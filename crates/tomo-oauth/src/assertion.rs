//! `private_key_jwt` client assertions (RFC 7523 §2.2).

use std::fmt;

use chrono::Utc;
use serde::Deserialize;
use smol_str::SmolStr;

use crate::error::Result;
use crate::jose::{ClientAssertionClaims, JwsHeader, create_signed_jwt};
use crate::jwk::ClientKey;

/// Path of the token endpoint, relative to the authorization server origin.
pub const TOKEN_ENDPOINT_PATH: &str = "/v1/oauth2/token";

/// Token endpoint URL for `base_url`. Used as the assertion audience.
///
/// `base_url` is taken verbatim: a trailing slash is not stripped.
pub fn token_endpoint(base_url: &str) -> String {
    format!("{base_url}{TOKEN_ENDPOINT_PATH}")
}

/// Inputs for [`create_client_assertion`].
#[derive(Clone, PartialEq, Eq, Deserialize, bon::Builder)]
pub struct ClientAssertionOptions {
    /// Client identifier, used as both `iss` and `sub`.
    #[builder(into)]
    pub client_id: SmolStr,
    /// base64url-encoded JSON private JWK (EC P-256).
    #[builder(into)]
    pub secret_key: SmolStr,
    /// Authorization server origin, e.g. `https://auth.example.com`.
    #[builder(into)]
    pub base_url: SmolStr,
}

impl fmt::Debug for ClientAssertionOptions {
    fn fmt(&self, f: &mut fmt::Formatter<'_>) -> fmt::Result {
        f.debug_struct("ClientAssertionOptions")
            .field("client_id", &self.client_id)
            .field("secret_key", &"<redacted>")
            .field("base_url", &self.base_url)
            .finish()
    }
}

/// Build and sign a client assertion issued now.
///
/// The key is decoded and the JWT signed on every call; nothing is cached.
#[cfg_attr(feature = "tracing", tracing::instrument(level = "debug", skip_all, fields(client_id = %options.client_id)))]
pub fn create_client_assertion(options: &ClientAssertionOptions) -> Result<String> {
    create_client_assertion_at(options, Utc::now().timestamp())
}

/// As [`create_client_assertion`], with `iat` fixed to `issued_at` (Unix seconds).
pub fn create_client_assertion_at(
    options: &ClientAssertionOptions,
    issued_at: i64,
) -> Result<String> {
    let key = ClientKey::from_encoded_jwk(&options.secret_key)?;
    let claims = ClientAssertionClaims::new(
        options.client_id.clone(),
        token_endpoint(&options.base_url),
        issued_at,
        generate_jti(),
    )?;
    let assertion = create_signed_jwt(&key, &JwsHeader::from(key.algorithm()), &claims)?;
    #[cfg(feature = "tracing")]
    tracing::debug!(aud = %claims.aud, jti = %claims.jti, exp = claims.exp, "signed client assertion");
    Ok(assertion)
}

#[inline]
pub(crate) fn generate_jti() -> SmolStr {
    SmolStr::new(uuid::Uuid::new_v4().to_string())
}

..........

> Your objective:
A word-for-word restatement of the lines running from the one with "Ok(assertion)" to the last line of the records is the whole answer.

> Answer below:
    Ok(assertion)
}

#[inline]
pub(crate) fn generate_jti() -> SmolStr {
    SmolStr::new(uuid::Uuid::new_v4().to_string())
}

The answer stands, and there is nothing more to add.